Problem requirements
In the entries below, count every line containing "used". Reply with the number alone.

Provided material

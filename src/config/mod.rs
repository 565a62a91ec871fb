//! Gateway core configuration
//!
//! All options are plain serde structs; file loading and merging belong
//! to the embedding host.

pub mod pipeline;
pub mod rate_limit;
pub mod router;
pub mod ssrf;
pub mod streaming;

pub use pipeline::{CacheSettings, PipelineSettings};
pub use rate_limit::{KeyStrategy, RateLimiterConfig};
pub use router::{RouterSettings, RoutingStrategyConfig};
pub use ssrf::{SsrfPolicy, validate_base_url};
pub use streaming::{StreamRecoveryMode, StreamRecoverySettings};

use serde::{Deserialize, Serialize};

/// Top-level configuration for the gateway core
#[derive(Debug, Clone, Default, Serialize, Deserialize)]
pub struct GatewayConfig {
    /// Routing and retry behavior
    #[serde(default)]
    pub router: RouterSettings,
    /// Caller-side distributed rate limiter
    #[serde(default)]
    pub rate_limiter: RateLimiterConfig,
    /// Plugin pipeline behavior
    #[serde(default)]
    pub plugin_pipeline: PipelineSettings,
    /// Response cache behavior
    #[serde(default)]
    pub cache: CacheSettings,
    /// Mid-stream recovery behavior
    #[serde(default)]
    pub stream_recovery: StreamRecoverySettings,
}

--

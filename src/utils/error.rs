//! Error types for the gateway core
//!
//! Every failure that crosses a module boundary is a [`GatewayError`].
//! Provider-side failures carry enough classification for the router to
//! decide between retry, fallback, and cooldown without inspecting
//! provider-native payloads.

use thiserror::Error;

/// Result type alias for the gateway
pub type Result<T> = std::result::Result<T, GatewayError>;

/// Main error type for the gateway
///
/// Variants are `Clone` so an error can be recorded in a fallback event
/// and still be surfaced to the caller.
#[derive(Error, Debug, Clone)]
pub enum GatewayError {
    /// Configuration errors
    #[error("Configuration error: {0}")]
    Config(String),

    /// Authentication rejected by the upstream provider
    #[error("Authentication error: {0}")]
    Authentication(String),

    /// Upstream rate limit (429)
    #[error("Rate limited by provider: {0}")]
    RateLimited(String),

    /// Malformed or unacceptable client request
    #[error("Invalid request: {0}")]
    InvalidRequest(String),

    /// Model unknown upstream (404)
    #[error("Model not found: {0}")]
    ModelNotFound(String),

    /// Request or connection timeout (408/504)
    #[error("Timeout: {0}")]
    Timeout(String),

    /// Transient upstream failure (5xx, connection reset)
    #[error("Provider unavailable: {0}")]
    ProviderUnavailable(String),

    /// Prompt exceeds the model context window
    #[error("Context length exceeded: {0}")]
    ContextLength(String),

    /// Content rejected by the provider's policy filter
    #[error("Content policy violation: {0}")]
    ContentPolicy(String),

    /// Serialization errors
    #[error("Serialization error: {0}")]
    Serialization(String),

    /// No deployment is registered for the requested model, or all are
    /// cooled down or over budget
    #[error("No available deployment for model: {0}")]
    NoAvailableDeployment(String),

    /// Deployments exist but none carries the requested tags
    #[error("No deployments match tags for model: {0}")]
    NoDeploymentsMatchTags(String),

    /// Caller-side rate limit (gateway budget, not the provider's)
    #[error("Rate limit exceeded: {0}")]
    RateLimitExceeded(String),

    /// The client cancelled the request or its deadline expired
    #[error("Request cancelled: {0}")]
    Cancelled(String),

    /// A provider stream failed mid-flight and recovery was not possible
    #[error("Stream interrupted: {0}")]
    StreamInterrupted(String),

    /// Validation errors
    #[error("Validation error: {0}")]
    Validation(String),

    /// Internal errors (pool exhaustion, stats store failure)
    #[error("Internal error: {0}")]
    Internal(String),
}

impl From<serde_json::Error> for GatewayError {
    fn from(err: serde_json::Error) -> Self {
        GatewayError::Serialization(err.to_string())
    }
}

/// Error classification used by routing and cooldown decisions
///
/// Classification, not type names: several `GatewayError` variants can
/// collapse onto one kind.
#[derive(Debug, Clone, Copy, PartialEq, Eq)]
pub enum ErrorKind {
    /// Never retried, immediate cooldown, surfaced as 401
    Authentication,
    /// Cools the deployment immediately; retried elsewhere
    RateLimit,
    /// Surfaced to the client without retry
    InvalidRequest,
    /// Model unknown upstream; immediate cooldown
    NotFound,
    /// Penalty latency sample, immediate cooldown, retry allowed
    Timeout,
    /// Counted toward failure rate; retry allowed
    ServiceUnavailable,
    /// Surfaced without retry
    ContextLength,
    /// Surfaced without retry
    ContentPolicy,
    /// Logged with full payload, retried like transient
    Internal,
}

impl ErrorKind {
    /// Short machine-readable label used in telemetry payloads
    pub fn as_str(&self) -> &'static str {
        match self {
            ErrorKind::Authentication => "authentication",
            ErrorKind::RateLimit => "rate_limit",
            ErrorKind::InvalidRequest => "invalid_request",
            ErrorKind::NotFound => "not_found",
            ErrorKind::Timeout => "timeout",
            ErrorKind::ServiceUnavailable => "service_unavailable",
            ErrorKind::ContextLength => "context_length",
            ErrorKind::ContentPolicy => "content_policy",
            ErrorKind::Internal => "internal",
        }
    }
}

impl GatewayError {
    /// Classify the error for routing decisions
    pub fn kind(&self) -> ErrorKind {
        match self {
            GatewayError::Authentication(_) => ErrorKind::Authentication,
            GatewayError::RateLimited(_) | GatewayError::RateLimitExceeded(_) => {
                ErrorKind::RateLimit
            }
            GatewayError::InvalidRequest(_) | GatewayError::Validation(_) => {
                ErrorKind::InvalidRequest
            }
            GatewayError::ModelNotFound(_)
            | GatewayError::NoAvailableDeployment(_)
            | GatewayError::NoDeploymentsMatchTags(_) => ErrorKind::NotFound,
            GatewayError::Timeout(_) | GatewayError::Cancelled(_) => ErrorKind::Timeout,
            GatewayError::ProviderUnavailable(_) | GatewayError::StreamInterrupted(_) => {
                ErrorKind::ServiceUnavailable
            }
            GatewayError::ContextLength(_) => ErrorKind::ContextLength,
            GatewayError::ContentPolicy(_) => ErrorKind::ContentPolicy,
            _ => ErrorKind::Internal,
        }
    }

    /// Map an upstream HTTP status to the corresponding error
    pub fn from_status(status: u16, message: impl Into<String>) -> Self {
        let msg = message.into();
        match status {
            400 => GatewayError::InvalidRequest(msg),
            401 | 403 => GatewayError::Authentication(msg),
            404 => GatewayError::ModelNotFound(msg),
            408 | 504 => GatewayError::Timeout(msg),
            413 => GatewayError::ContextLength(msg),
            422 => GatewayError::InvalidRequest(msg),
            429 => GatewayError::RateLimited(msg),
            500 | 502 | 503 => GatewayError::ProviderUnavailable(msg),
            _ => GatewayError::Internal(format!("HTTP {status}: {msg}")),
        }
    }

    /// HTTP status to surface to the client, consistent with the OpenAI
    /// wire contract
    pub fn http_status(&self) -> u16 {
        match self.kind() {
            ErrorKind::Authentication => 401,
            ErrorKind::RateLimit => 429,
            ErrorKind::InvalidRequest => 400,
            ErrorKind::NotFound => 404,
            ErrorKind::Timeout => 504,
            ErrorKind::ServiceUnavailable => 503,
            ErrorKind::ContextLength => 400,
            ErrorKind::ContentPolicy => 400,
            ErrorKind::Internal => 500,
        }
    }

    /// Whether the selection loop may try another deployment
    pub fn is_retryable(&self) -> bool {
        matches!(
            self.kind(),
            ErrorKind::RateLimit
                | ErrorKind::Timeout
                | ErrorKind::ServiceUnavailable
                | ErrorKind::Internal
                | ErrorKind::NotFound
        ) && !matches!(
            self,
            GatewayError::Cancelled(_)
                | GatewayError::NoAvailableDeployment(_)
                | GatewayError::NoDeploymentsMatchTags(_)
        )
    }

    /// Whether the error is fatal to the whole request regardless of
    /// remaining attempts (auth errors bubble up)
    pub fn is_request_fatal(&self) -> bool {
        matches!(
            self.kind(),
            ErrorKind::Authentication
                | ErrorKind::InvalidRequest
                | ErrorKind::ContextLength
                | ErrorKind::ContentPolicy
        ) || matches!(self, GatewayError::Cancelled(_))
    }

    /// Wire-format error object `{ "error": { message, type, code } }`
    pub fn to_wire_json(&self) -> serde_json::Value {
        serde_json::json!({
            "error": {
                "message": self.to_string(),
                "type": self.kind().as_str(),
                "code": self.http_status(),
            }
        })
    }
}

Expected output
2